Esqueçam idéias de feminismo por um instante aqui (se há alguma feminista a me ler) e nos concentremos na idéia da época. As mulheres eram criadas para cuidar do lar, para o casamento. Pouco ou nenhum interesse, para elas, despertavam as notícias ditas "sérias" dos jornais. Ou, ao menos, essa era a mentalidade dos editores. Elas eram, contudo, uma fatia significativa de mercado - todos os jornais podiam publicar as notícias do dia e os homens comprariam qualquer um, dependendo, talvez, apenas de posições partidárias.

No entanto, se as mulheres em casa quisessem ler determinada história que só estava sendo publicada em determinado jornal, o marido ou pai da dita compraria aquele jornal, leria suas notícias e entregaria o caderno do folhetim para a interessada.

Não é à toa que à idéia de folhetim ficou entrelaçada a pecha de "literatura de mulherzinha".

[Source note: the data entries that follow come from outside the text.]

use std::sync::atomic::{AtomicBool, Ordering};
use std::sync::{PoisonError, RwLock};

use anyhow::Result;
use async_trait::async_trait;
use serde_json::json;
use tracing::{debug, warn};

use crate::api::ApiClient;
use crate::auth::SessionHooks;
use crate::models::UserProfile;

const PROFILE_PATH: &str = "/api/User/profile";

/// Cached profile of the signed-in user.
pub struct ProfileService {
    api: ApiClient,
    profile: RwLock<UserProfile>,
    loaded: AtomicBool,
}

impl ProfileService {
    pub fn new(api: ApiClient) -> Self {
        Self {
            api,
            profile: RwLock::new(UserProfile::default()),
            loaded: AtomicBool::new(false),
        }
    }

    fn store(&self, profile: UserProfile) {
        *self.profile.write().unwrap_or_else(PoisonError::into_inner) = profile;
    }

    pub fn profile(&self) -> UserProfile {
        self.profile.read().unwrap_or_else(PoisonError::into_inner).clone()
    }

    pub fn initial(&self) -> String {
        self.profile.read().unwrap_or_else(PoisonError::into_inner).initial()
    }

    pub fn is_loaded(&self) -> bool {
        self.loaded.load(Ordering::SeqCst)
    }

    /// Fetch and cache the profile. A failed load is logged and yields an
    /// empty profile; the cache is left as it was.
    pub async fn load_profile(&self) -> UserProfile {
        match self.api.get::<UserProfile>(PROFILE_PATH).await {
            Ok(profile) => {
                debug!(email = %profile.email, "Profile loaded");
                self.store(profile.clone());
                self.loaded.store(true, Ordering::SeqCst);
                profile
            }
            Err(e) => {
                warn!(error = %format!("{:#}", e), "Failed to load user profile");
                UserProfile::default()
            }
        }
    }

    /// Apply non-empty fields locally right away, then persist. The server's
    /// answer replaces the local values when it arrives.
    pub async fn update_profile(&self, name: &str, email: &str) -> Result<UserProfile> {
        {
            let mut profile = self.profile.write().unwrap_or_else(PoisonError::into_inner);
            if !name.is_empty() {
                profile.name = name.to_string();
            }
            if !email.is_empty() {
                profile.email = email.to_string();
            }
        }

        let updated: UserProfile = self
            .api
            .put(PROFILE_PATH, &json!({ "name": name, "email": email }))
            .await?;

        let mut profile = self.profile.write().unwrap_or_else(PoisonError::into_inner);
        profile.name = updated.name.clone();
        profile.email = updated.email.clone();
        Ok(profile.clone())
    }

    pub fn clear(&self) {
        self.store(UserProfile::default());
        self.loaded.store(false, Ordering::SeqCst);
    }
}

#[async_trait]
impl SessionHooks for ProfileService {
    async fn on_session_established(&self) -> Result<()> {
        self.load_profile().await;
        Ok(())
    }

    fn on_session_ended(&self) {
        self.clear();
    }
}
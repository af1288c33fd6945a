//! HTTP plumbing for the deskboard REST API.
//!
//! `Transport` is the seam between the session subsystem and the network;
//! `ReqwestTransport` is the real implementation. `ApiClient` layers typed
//! JSON helpers and rate-limit backoff on top of the signing interceptor.

pub mod client;
pub mod error;
pub mod transport;

pub use client::ApiClient;
pub use error::ApiError;
pub use transport::{ApiRequest, ApiResponse, ReqwestTransport, Transport};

Em minha época de escola, quando passaram A Moreninha na matéria de Literatura, lembro de ter lido a coisa toda com gosto (não que seja muito difícil eu ler alguma coisa com gosto; a única coisa que realmente não leio é livro de auto-ajuda). Lembro também de ter tido vontade de ver um sarau, de participar de um baile, de viajar a Paquetá. Eu não fui a única; dos livros passados naquele ano, acho que foi um dos favoritos de toda a turma.

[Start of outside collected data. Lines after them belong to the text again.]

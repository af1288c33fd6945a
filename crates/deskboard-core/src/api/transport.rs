//! Raw request/response exchange with the dashboard API.
//!
//! `Transport` is the seam the session layer talks through. The production
//! implementation is `ReqwestTransport`; tests substitute a scripted one.

use std::time::Duration;

use async_trait::async_trait;
use reqwest::{header, Client, Method};
use serde::de::DeserializeOwned;
use serde_json::Value;
use tracing::debug;

use super::ApiError;

/// HTTP request timeout in seconds.
/// 30s allows for slow API responses while failing fast enough for good UX.
const REQUEST_TIMEOUT_SECS: u64 = 30;

/// One outbound API call, relative to the transport's base URL.
#[derive(Debug, Clone, PartialEq)]
pub struct ApiRequest {
    pub method: Method,
    pub path: String,
    pub body: Option<Value>,
    pub bearer: Option<String>,
}

impl ApiRequest {
    pub fn new(method: Method, path: impl Into<String>) -> Self {
        Self {
            method,
            path: path.into(),
            body: None,
            bearer: None,
        }
    }

    pub fn get(path: impl Into<String>) -> Self {
        Self::new(Method::GET, path)
    }

    pub fn post(path: impl Into<String>, body: Value) -> Self {
        Self::new(Method::POST, path).with_body(body)
    }

    pub fn put(path: impl Into<String>, body: Value) -> Self {
        Self::new(Method::PUT, path).with_body(body)
    }

    pub fn patch(path: impl Into<String>, body: Value) -> Self {
        Self::new(Method::PATCH, path).with_body(body)
    }

    pub fn delete(path: impl Into<String>) -> Self {
        Self::new(Method::DELETE, path)
    }

    pub fn with_body(mut self, body: Value) -> Self {
        self.body = Some(body);
        self
    }

    /// Copy of this request carrying `token` as its bearer credential.
    pub fn with_bearer(&self, token: impl Into<String>) -> Self {
        Self {
            bearer: Some(token.into()),
            ..self.clone()
        }
    }
}

/// A successful (2xx) response.
#[derive(Debug, Clone, PartialEq, Eq)]
pub struct ApiResponse {
    pub status: u16,
    pub body: String,
}

impl ApiResponse {
    pub fn new(status: u16, body: impl Into<String>) -> Self {
        Self {
            status,
            body: body.into(),
        }
    }

    /// Decode the body as JSON. An empty body decodes as `null`.
    pub fn json<T: DeserializeOwned>(&self) -> Result<T, ApiError> {
        let text = if self.body.trim().is_empty() {
            "null"
        } else {
            self.body.as_str()
        };
        serde_json::from_str(text).map_err(|e| ApiError::InvalidResponse(e.to_string()))
    }
}

/// Sends requests. Non-2xx answers come back as `Err` carrying the status.
#[async_trait]
pub trait Transport: Send + Sync {
    async fn send(&self, request: ApiRequest) -> Result<ApiResponse, ApiError>;
}

/// `Transport` over a pooled reqwest client.
/// Clone is cheap - reqwest::Client uses Arc internally for connection pooling.
#[derive(Clone)]
pub struct ReqwestTransport {
    client: Client,
    base_url: String,
}

impl ReqwestTransport {
    pub fn new(base_url: impl Into<String>) -> Result<Self, ApiError> {
        let client = Client::builder()
            .timeout(Duration::from_secs(REQUEST_TIMEOUT_SECS))
            .build()?;

        Ok(Self::with_client(client, base_url))
    }

    /// Build on an existing client, sharing its connection pool.
    pub fn with_client(client: Client, base_url: impl Into<String>) -> Self {
        let base_url = base_url.into().trim_end_matches('/').to_string();
        Self { client, base_url }
    }

    pub fn base_url(&self) -> &str {
        &self.base_url
    }

    fn url(&self, path: &str) -> String {
        if path.starts_with('/') {
            format!("{}{}", self.base_url, path)
        } else {
            format!("{}/{}", self.base_url, path)
        }
    }
}

#[async_trait]
impl Transport for ReqwestTransport {
    async fn send(&self, request: ApiRequest) -> Result<ApiResponse, ApiError> {
        let url = self.url(&request.path);

        let mut builder = self
            .client
            .request(request.method.clone(), &url)
            .header(header::ACCEPT, "application/json");

        if let Some(ref token) = request.bearer {
            builder = builder.bearer_auth(token);
        }
        if let Some(ref body) = request.body {
            builder = builder.json(body);
        }

        let response = builder.send().await?;
        let status = response.status().as_u16();
        let body = response.text().await?;

        debug!(method = %request.method, url = %url, status, "API response");

        if (200..300).contains(&status) {
            Ok(ApiResponse { status, body })
        } else {
            Err(ApiError::from_status(status, &body))
        }
    }
}
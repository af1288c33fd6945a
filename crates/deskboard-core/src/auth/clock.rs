use std::sync::atomic::{AtomicI64, Ordering};

use chrono::Utc;

/// Source of "now" for token expiry checks, in whole seconds since the epoch.
pub trait Clock: Send + Sync {
    fn now(&self) -> i64;
}

#[derive(Debug, Default, Clone, Copy)]
pub struct SystemClock;

impl Clock for SystemClock {
    fn now(&self) -> i64 {
        Utc::now().timestamp()
    }
}

/// A clock that only moves when told to.
#[derive(Debug, Default)]
pub struct ManualClock {
    now: AtomicI64,
}

impl ManualClock {
    pub fn new(now: i64) -> Self {
        Self {
            now: AtomicI64::new(now),
        }
    }

    pub fn set(&self, now: i64) {
        self.now.store(now, Ordering::SeqCst);
    }

    pub fn advance(&self, secs: i64) {
        self.now.fetch_add(secs, Ordering::SeqCst);
    }
}

impl Clock for ManualClock {
    fn now(&self) -> i64 {
        self.now.load(Ordering::SeqCst)
    }
}
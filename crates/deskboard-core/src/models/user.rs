use serde::{Deserialize, Serialize};

#[derive(Debug, Clone, Default, PartialEq, Eq, Serialize, Deserialize)]
#[cfg_attr(feature = "ts", derive(ts_rs::TS))]
#[cfg_attr(feature = "ts", ts(export))]
pub struct UserProfile {
    #[serde(default)]
    pub name: String,
    #[serde(default)]
    pub email: String,
    /// Base64-encoded PNG bytes
    #[serde(default, skip_serializing_if = "Option::is_none")]
    pub avatar: Option<String>,
}

impl UserProfile {
    /// Uppercased first letter of the name, or `?` when there is none.
    pub fn initial(&self) -> String {
        self.name
            .chars()
            .next()
            .map(|c| c.to_uppercase().collect())
            .unwrap_or_else(|| "?".to_string())
    }

    pub fn avatar_url(&self) -> Option<String> {
        self.avatar
            .as_deref()
            .filter(|bytes| !bytes.is_empty())
            .map(|bytes| format!("data:image/png;base64,{}", bytes))
    }

    pub fn is_empty(&self) -> bool {
        self.name.is_empty() && self.email.is_empty()
    }
}

#[cfg(test)]
mod tests {
    use super::*;

    #[test]
    fn test_initial() {
        let mut profile = UserProfile::default();
        assert_eq!(profile.initial(), "?");

        profile.name = "ada Lovelace".into();
        assert_eq!(profile.initial(), "A");

        profile.name = "émile".into();
        assert_eq!(profile.initial(), "É");
    }

    #[test]
    fn test_missing_fields_default() {
        let profile: UserProfile = serde_json::from_str(r#"{"name":"Ada"}"#).unwrap();
        assert_eq!(profile.email, "");
        assert_eq!(profile.avatar_url(), None);
        assert!(!profile.is_empty());
    }
}
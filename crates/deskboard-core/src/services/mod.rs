//! Subsystems that only make sense for a signed-in user. Both implement
//! `SessionHooks`: they load on login or restore and reset on logout.

pub mod notifications;
pub mod profile;

pub use notifications::NotificationService;
pub use profile::ProfileService;
//! Application configuration management.
//!
//! `Config` is the persisted user configuration, stored at
//! `~/.config/deskboard/config.json`. `AuthConfig` is the slice of it the
//! session subsystem needs, with the endpoint layout filled in.

use std::path::PathBuf;
use std::sync::Arc;

use anyhow::{Context, Result};
use serde::{Deserialize, Serialize};

use crate::auth::{FileStore, KeyValueStore, KeyringStore};

/// Application name used for config/data directory paths
const APP_NAME: &str = "deskboard";

/// Config file name
const CONFIG_FILE: &str = "config.json";

/// File backing `StorageBackend::File`
const CREDENTIALS_FILE: &str = "credentials.json";

const DEFAULT_API_BASE_URL: &str = "http://localhost:5000";
const DEFAULT_ISSUER: &str = "deskboard-api";
const DEFAULT_AUDIENCE: &str = "deskboard-client";

/// Everything the session subsystem needs to know about the server.
#[derive(Debug, Clone, PartialEq, Eq, Serialize, Deserialize)]
pub struct AuthConfig {
    /// Expected `iss` claim.
    pub issuer: String,
    /// Expected `aud` claim.
    pub audience: String,
    pub login_path: String,
    pub refresh_path: String,
    /// Requests whose path contains this (case-insensitively) are never
    /// signed or retried.
    pub auth_path_prefix: String,
    /// Where the navigator is sent on logout or a denied navigation.
    pub login_route: String,
    /// Durable storage key for the refresh token.
    pub refresh_token_key: String,
}

impl Default for AuthConfig {
    fn default() -> Self {
        Self {
            issuer: DEFAULT_ISSUER.to_string(),
            audience: DEFAULT_AUDIENCE.to_string(),
            login_path: "/auth/login".to_string(),
            refresh_path: "/auth/refresh".to_string(),
            auth_path_prefix: "/auth/".to_string(),
            login_route: "/login".to_string(),
            refresh_token_key: "refresh_token".to_string(),
        }
    }
}

impl AuthConfig {
    pub fn new(issuer: impl Into<String>, audience: impl Into<String>) -> Self {
        Self {
            issuer: issuer.into(),
            audience: audience.into(),
            ..Self::default()
        }
    }
}

/// Where the refresh token is persisted.
#[derive(Debug, Clone, Copy, PartialEq, Eq, Default, Serialize, Deserialize)]
#[serde(rename_all = "lowercase")]
pub enum StorageBackend {
    /// OS keychain
    #[default]
    Keyring,
    /// Plain JSON file in the data directory
    File,
}

#[derive(Debug, Clone, PartialEq, Eq, Serialize, Deserialize)]
#[serde(default)]
pub struct Config {
    pub api_base_url: String,
    pub issuer: String,
    pub audience: String,
    pub storage: StorageBackend,
    pub last_email: Option<String>,
}

impl Default for Config {
    fn default() -> Self {
        Self {
            api_base_url: DEFAULT_API_BASE_URL.to_string(),
            issuer: DEFAULT_ISSUER.to_string(),
            audience: DEFAULT_AUDIENCE.to_string(),
            storage: StorageBackend::default(),
            last_email: None,
        }
    }
}

impl Config {
    pub fn load() -> Result<Self> {
        let path = Self::config_path()?;
        if path.exists() {
            let contents = std::fs::read_to_string(&path)
                .with_context(|| format!("Failed to read {}", path.display()))?;
            serde_json::from_str(&contents)
                .with_context(|| format!("Failed to parse {}", path.display()))
        } else {
            Ok(Self::default())
        }
    }

    pub fn save(&self) -> Result<()> {
        let path = Self::config_path()?;
        if let Some(parent) = path.parent() {
            std::fs::create_dir_all(parent)?;
        }
        let contents = serde_json::to_string_pretty(self)?;
        std::fs::write(path, contents)?;
        Ok(())
    }

    fn config_path() -> Result<PathBuf> {
        let config_dir = dirs::config_dir()
            .ok_or_else(|| anyhow::anyhow!("Could not find config directory"))?;
        Ok(config_dir.join(APP_NAME).join(CONFIG_FILE))
    }

    pub fn data_dir(&self) -> Result<PathBuf> {
        let data_dir = dirs::data_local_dir()
            .ok_or_else(|| anyhow::anyhow!("Could not find data directory"))?;
        Ok(data_dir.join(APP_NAME))
    }

    pub fn cache_dir(&self) -> Result<PathBuf> {
        let cache_dir = dirs::cache_dir()
            .ok_or_else(|| anyhow::anyhow!("Could not find cache directory"))?;
        Ok(cache_dir.join(APP_NAME))
    }

    pub fn auth_config(&self) -> AuthConfig {
        AuthConfig::new(self.issuer.as_str(), self.audience.as_str())
    }

    /// Open the configured refresh-token storage.
    pub fn open_storage(&self) -> Result<Arc<dyn KeyValueStore>> {
        Ok(match self.storage {
            StorageBackend::Keyring => Arc::new(KeyringStore::new()),
            StorageBackend::File => Arc::new(FileStore::new(self.data_dir()?.join(CREDENTIALS_FILE))),
        })
    }
}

O último grande sucesso literário, o livro (ou série) que está em todas as paradas, o filme que explodiu no cinema, Crepúsculo da Stephanie Meyer, traz todos os elementos dos folhetins mais açucarados possíveis.

Esses dois exemplos parecem bem díspares, mas estou tentando marcar um ponto aqui. Eu me reconheço como uma feminista; não queimaria sutiãs em praça pública, mas sou uma defensora da igualdade entre sexos, do combate à violência contra a mulher (que não deixa de ter suas raízes na idéia de que o homem tem a posse de sua esposa, filha ou seja lá qual for o parentesco), entre outras bandeiras.

Sou um produto da minha época, uma garota do século XXI, com idéias de independência e sucesso muito diferentes daquelas que as garotas que leram A Moreninha originalmente. Ainda assim, da mesma forma que, talvez, minha tataravó, suspirou pelos cantos com a história, eu também suspirei.

Esqueçamos, contudo, o exemplo individual. Em termos de números, a série da Meyer é um fenômeno e às vezes é quase incompreensível entender o apelo que um personagem como Edward Cullen exerce - especialmente se considerarmos que o público leitor destes livros é a mesma geração que popularizou o "ficar".

A questão é que Edward apela exatamente para o mesmo lugar que os folhetins apelavam; a história de amor quase impossível entre o herói angustiado e a mocinha quebradiça apela para um aspecto que foi quase soterrado pela constante evolução da sociedade, pela entrada da mulher no mercado, por sua competição ombro a ombro com o homem...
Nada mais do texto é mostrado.